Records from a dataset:
'''

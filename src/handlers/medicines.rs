// src/handlers/medicines.rs

use axum::{
    extract::{Path, Query, State},
    http::StatusCode,
    response::IntoResponse,
    Json,
};
use chrono::NaiveDate;
use rust_decimal::Decimal;
use serde::Deserialize;
use utoipa::{IntoParams, ToSchema};
use uuid::Uuid;
use validator::{Validate, ValidationError};

use crate::{
    common::{
        db_utils::today,
        error::{ApiError, AppError},
    },
    config::AppState,
    middleware::{auth::AuthenticatedUser, i18n::Locale},
    models::{
        ledger::{SaleReceipt, SaleRequest, StockChange, StockReceipt},
        medicine::{
            check_price, views, MedicineCategory, MedicineChanges, MedicineDetail, MedicineFilter, MedicineView,
            NewMedicine, DEFAULT_LOW_STOCK_ALERT,
        },
    },
};

// ---
// Validações customizadas
// ---
// Mesmos limites da coluna NUMERIC(12,2): 0 a 9999999999.99, no máximo 2 casas.
pub(crate) fn validate_price(val: &Decimal) -> Result<(), ValidationError> {
    check_price(*val).map_err(|e| {
        let mut err = ValidationError::new("range");
        err.add_param("min".into(), &0.0);
        err.add_param("max".into(), &9_999_999_999.99);
        err.message = Some(e.message().into());
        err
    })
}

/// Texto opcional em branco vira ausente.
pub(crate) fn non_blank(value: Option<String>) -> Option<String> {
    value.map(|v| v.trim().to_string()).filter(|v| !v.is_empty())
}

// ---
// Payloads
// ---
#[derive(Debug, Deserialize, Validate, ToSchema)]
#[serde(rename_all = "camelCase")]
pub struct MedicinePayload {
    #[validate(length(min = 1, max = 100, message = "Name must have between 1 and 100 characters."))]
    pub name: String,

    #[validate(length(min = 1, max = 50, message = "Batch number must have between 1 and 50 characters."))]
    pub batch_number: String,

    pub category: MedicineCategory,

    // Ignorada na edição: a quantidade só muda pelo livro-razão
    #[validate(range(min = 0, message = "Quantity cannot be negative."))]
    #[serde(default)]
    pub quantity: i32,

    #[validate(custom(function = "validate_price"))]
    pub price: Decimal,

    pub expiry_date: NaiveDate,

    #[validate(range(min = 0, message = "Low stock alert cannot be negative."))]
    pub low_stock_alert: Option<i32>,
}

impl MedicinePayload {
    fn into_new(self) -> NewMedicine {
        NewMedicine {
            name: self.name.trim().to_string(),
            batch_number: self.batch_number.trim().to_string(),
            category: self.category,
            quantity: self.quantity,
            price: self.price,
            expiry_date: self.expiry_date,
            low_stock_alert: self.low_stock_alert.unwrap_or(DEFAULT_LOW_STOCK_ALERT),
        }
    }

    fn into_changes(self) -> MedicineChanges {
        MedicineChanges {
            name: self.name.trim().to_string(),
            batch_number: self.batch_number.trim().to_string(),
            category: self.category,
            price: self.price,
            expiry_date: self.expiry_date,
            low_stock_alert: self.low_stock_alert.unwrap_or(DEFAULT_LOW_STOCK_ALERT),
        }
    }
}

#[derive(Debug, Deserialize, IntoParams)]
#[into_params(parameter_in = Query)]
pub struct MedicineQuery {
    /// Trecho do nome
    pub search: Option<String>,
    pub category: Option<MedicineCategory>,
}

#[derive(Debug, Deserialize, Validate, ToSchema)]
#[serde(rename_all = "camelCase")]
pub struct ReceiveStockPayload {
    #[validate(range(min = 1, message = "Quantity must be greater than zero."))]
    pub quantity: i32,

    #[validate(length(max = 200, message = "Note must have at most 200 characters."))]
    pub note: Option<String>,
}

#[derive(Debug, Deserialize, Validate, ToSchema)]
#[serde(rename_all = "camelCase")]
pub struct SellPayload {
    #[validate(range(min = 1, message = "Quantity must be greater than zero."))]
    pub quantity: i32,

    // Sem preço: vende pelo preço cadastrado
    #[validate(custom(function = "validate_price"))]
    pub sale_price: Option<Decimal>,

    #[validate(length(max = 100, message = "Customer name must have at most 100 characters."))]
    pub customer_name: Option<String>,

    #[validate(length(max = 200, message = "Note must have at most 200 characters."))]
    pub note: Option<String>,
}

// ---
// Handler: list_medicines
// ---
#[utoipa::path(
    get,
    path = "/api/medicines",
    tag = "Medicines",
    params(MedicineQuery),
    responses(
        (status = 200, description = "Medicamentos do usuário com os indicadores", body = Vec<MedicineView>)
    ),
    security(("api_jwt" = []))
)]
pub async fn list_medicines(
    State(app_state): State<AppState>,
    locale: Locale,
    user: AuthenticatedUser,
    Query(query): Query<MedicineQuery>,
) -> Result<impl IntoResponse, ApiError> {
    let filter = MedicineFilter { search: non_blank(query.search), category: query.category };

    let medicines = app_state
        .medicine_service
        .list(user.id(), &filter)
        .await
        .map_err(|e| e.to_api_error(&locale, &app_state.i18n_store))?;

    Ok((StatusCode::OK, Json(views(medicines, today()))))
}

// ---
// Handler: create_medicine
// ---
#[utoipa::path(
    post,
    path = "/api/medicines",
    tag = "Medicines",
    request_body = MedicinePayload,
    responses(
        (status = 201, description = "Medicamento cadastrado", body = MedicineView),
        (status = 400, description = "Dados inválidos")
    ),
    security(("api_jwt" = []))
)]
pub async fn create_medicine(
    State(app_state): State<AppState>,
    locale: Locale,
    user: AuthenticatedUser,
    Json(payload): Json<MedicinePayload>,
) -> Result<impl IntoResponse, ApiError> {
    payload
        .validate()
        .map_err(|e| AppError::ValidationError(e).to_api_error(&locale, &app_state.i18n_store))?;

    let today = today();
    let medicine = app_state
        .medicine_service
        .create(&app_state.db_pool, user.id(), payload.into_new(), today)
        .await
        .map_err(|e| e.to_api_error(&locale, &app_state.i18n_store))?;

    Ok((StatusCode::CREATED, Json(medicine.view(today))))
}

// ---
// Handler: get_medicine
// ---
#[utoipa::path(
    get,
    path = "/api/medicines/{id}",
    tag = "Medicines",
    params(("id" = Uuid, Path, description = "ID do medicamento")),
    responses(
        (status = 200, description = "Detalhe com movimentações e vendas", body = MedicineDetail),
        (status = 303, description = "Medicamento de outro usuário: volta para a listagem"),
        (status = 404, description = "Medicamento não encontrado")
    ),
    security(("api_jwt" = []))
)]
pub async fn get_medicine(
    State(app_state): State<AppState>,
    locale: Locale,
    user: AuthenticatedUser,
    Path(id): Path<Uuid>,
) -> Result<impl IntoResponse, ApiError> {
    let detail = app_state
        .medicine_service
        .get_detail(&app_state.db_pool, user.id(), id, today())
        .await
        .map_err(|e| e.to_api_error(&locale, &app_state.i18n_store))?;

    Ok((StatusCode::OK, Json(detail)))
}

// ---
// Handler: update_medicine
// ---
#[utoipa::path(
    put,
    path = "/api/medicines/{id}",
    tag = "Medicines",
    request_body = MedicinePayload,
    params(("id" = Uuid, Path, description = "ID do medicamento")),
    responses(
        (status = 200, description = "Medicamento atualizado", body = MedicineView),
        (status = 303, description = "Medicamento de outro usuário: volta para a listagem"),
        (status = 404, description = "Medicamento não encontrado")
    ),
    security(("api_jwt" = []))
)]
pub async fn update_medicine(
    State(app_state): State<AppState>,
    locale: Locale,
    user: AuthenticatedUser,
    Path(id): Path<Uuid>,
    Json(payload): Json<MedicinePayload>,
) -> Result<impl IntoResponse, ApiError> {
    payload
        .validate()
        .map_err(|e| AppError::ValidationError(e).to_api_error(&locale, &app_state.i18n_store))?;

    let today = today();
    let medicine = app_state
        .medicine_service
        .update(&app_state.db_pool, user.id(), id, payload.into_changes(), today)
        .await
        .map_err(|e| e.to_api_error(&locale, &app_state.i18n_store))?;

    Ok((StatusCode::OK, Json(medicine.view(today))))
}

// ---
// Handler: delete_medicine
// ---
#[utoipa::path(
    delete,
    path = "/api/medicines/{id}",
    tag = "Medicines",
    params(("id" = Uuid, Path, description = "ID do medicamento")),
    responses(
        (status = 204, description = "Removido junto com o histórico"),
        (status = 303, description = "Medicamento de outro usuário: volta para a listagem"),
        (status = 404, description = "Medicamento não encontrado")
    ),
    security(("api_jwt" = []))
)]
pub async fn delete_medicine(
    State(app_state): State<AppState>,
    locale: Locale,
    user: AuthenticatedUser,
    Path(id): Path<Uuid>,
) -> Result<impl IntoResponse, ApiError> {
    app_state
        .medicine_service
        .delete(&app_state.db_pool, user.id(), id)
        .await
        .map_err(|e| e.to_api_error(&locale, &app_state.i18n_store))?;

    Ok(StatusCode::NO_CONTENT)
}

// ---
// Handler: receive_stock
// ---
#[utoipa::path(
    post,
    path = "/api/medicines/{id}/receive",
    tag = "Stock",
    request_body = ReceiveStockPayload,
    params(("id" = Uuid, Path, description = "ID do medicamento")),
    responses(
        (status = 201, description = "Entrada registrada", body = StockChange),
        (status = 303, description = "Medicamento de outro usuário: volta para a listagem")
    ),
    security(("api_jwt" = []))
)]
pub async fn receive_stock(
    State(app_state): State<AppState>,
    locale: Locale,
    user: AuthenticatedUser,
    Path(id): Path<Uuid>,
    Json(payload): Json<ReceiveStockPayload>,
) -> Result<impl IntoResponse, ApiError> {
    payload
        .validate()
        .map_err(|e| AppError::ValidationError(e).to_api_error(&locale, &app_state.i18n_store))?;

    let input = StockReceipt { quantity: payload.quantity, note: non_blank(payload.note) };
    let change = app_state
        .ledger_service
        .receive_stock(&app_state.db_pool, user.id(), id, input)
        .await
        .map_err(|e| e.to_api_error(&locale, &app_state.i18n_store))?;

    Ok((StatusCode::CREATED, Json(change)))
}

// ---
// Handler: sell_medicine
// ---
#[utoipa::path(
    post,
    path = "/api/medicines/{id}/sell",
    tag = "Stock",
    request_body = SellPayload,
    params(("id" = Uuid, Path, description = "ID do medicamento")),
    responses(
        (status = 201, description = "Venda registrada", body = SaleReceipt),
        (status = 409, description = "Estoque insuficiente"),
        (status = 303, description = "Medicamento de outro usuário: volta para a listagem")
    ),
    security(("api_jwt" = []))
)]
pub async fn sell_medicine(
    State(app_state): State<AppState>,
    locale: Locale,
    user: AuthenticatedUser,
    Path(id): Path<Uuid>,
    Json(payload): Json<SellPayload>,
) -> Result<impl IntoResponse, ApiError> {
    payload
        .validate()
        .map_err(|e| AppError::ValidationError(e).to_api_error(&locale, &app_state.i18n_store))?;

    let request = SaleRequest {
        quantity: payload.quantity,
        sale_price: payload.sale_price,
        customer_name: non_blank(payload.customer_name),
        note: non_blank(payload.note),
    };
    let receipt = app_state
        .ledger_service
        .record_sale(&app_state.db_pool, user.id(), id, request, today())
        .await
        .map_err(|e| e.to_api_error(&locale, &app_state.i18n_store))?;

    Ok((StatusCode::CREATED, Json(receipt)))
}

#[cfg(test)]
mod tests {
    use super::*;

    #[test]
    fn blank_text_becomes_none() {
        assert_eq!(non_blank(Some("  ".into())), None);
        assert_eq!(non_blank(Some(" Ana ".into())), Some("Ana".to_string()));
        assert_eq!(non_blank(None), None);
    }

    #[test]
    fn payload_rules() {
        let json = serde_json::json!({
            "name": "",
            "batchNumber": "B1",
            "category": "syrup",
            "quantity": -1,
            "price": -2.5,
            "expiryDate": "2030-01-01"
        });
        let payload: MedicinePayload = serde_json::from_value(json).unwrap();
        let errors = payload.validate().unwrap_err();
        let fields = errors.field_errors();
        assert!(fields.contains_key("name"));
        assert!(fields.contains_key("quantity"));
        assert!(fields.contains_key("price"));
        assert!(!fields.contains_key("batch_number"));
    }

    #[test]
    fn omitted_threshold_uses_default() {
        let json = serde_json::json!({
            "name": "Paracetamol",
            "batchNumber": "B12345",
            "category": "tablet",
            "quantity": 50,
            "price": 2.0,
            "expiryDate": "2030-01-01"
        });
        let payload: MedicinePayload = serde_json::from_value(json).unwrap();
        assert!(payload.validate().is_ok());
        assert_eq!(payload.into_new().low_stock_alert, DEFAULT_LOW_STOCK_ALERT);
    }

    #[test]
    fn prices_outside_the_column_are_rejected() {
        for price in ["100000000000", "2.555"] {
            let json = format!(
                r#"{{"name":"X","batchNumber":"B1","category":"tablet","price":"{price}","expiryDate":"2030-01-01"}}"#
            );
            let payload: MedicinePayload = serde_json::from_str(&json).unwrap();
            let errors = payload.validate().unwrap_err();
            assert!(errors.field_errors().contains_key("price"), "{price}");
        }

        let payload: SellPayload =
            serde_json::from_str(r#"{"quantity":10,"salePrice":"10000000000000000000000000000"}"#).unwrap();
        let errors = payload.validate().unwrap_err();
        assert_eq!(errors.field_errors().len(), 1);
    }

    #[test]
    fn sell_payload_rejects_zero_and_negative_price() {
        let payload: SellPayload =
            serde_json::from_value(serde_json::json!({ "quantity": 0, "salePrice": -1.0 })).unwrap();
        let errors = payload.validate().unwrap_err();
        assert!(errors.field_errors().contains_key("quantity"));
        assert_eq!(errors.field_errors().len(), 2);
    }
}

'''

Retype exactly the lines from the start of the entries through the one with "#[validate(length(min = 1, max = 100, message"; include both ends.

filename src/handlers/medicines.rs
// src/handlers/medicines.rs

use axum::{
    extract::{Path, Query, State},
    http::StatusCode,
    response::IntoResponse,
    Json,
};
use chrono::NaiveDate;
use rust_decimal::Decimal;
use serde::Deserialize;
use utoipa::{IntoParams, ToSchema};
use uuid::Uuid;
use validator::{Validate, ValidationError};

use crate::{
    common::{
        db_utils::today,
        error::{ApiError, AppError},
    },
    config::AppState,
    middleware::{auth::AuthenticatedUser, i18n::Locale},
    models::{
        ledger::{SaleReceipt, SaleRequest, StockChange, StockReceipt},
        medicine::{
            check_price, views, MedicineCategory, MedicineChanges, MedicineDetail, MedicineFilter, MedicineView,
            NewMedicine, DEFAULT_LOW_STOCK_ALERT,
        },
    },
};

// ---
// Validações customizadas
// ---
// Mesmos limites da coluna NUMERIC(12,2): 0 a 9999999999.99, no máximo 2 casas.
pub(crate) fn validate_price(val: &Decimal) -> Result<(), ValidationError> {
    check_price(*val).map_err(|e| {
        let mut err = ValidationError::new("range");
        err.add_param("min".into(), &0.0);
        err.add_param("max".into(), &9_999_999_999.99);
        err.message = Some(e.message().into());
        err
    })
}

/// Texto opcional em branco vira ausente.
pub(crate) fn non_blank(value: Option<String>) -> Option<String> {
    value.map(|v| v.trim().to_string()).filter(|v| !v.is_empty())
}

// ---
// Payloads
// ---
#[derive(Debug, Deserialize, Validate, ToSchema)]
#[serde(rename_all = "camelCase")]
pub struct MedicinePayload {
    #[validate(length(min = 1, max = 100, message = "Name must have between 1 and 100 characters."))]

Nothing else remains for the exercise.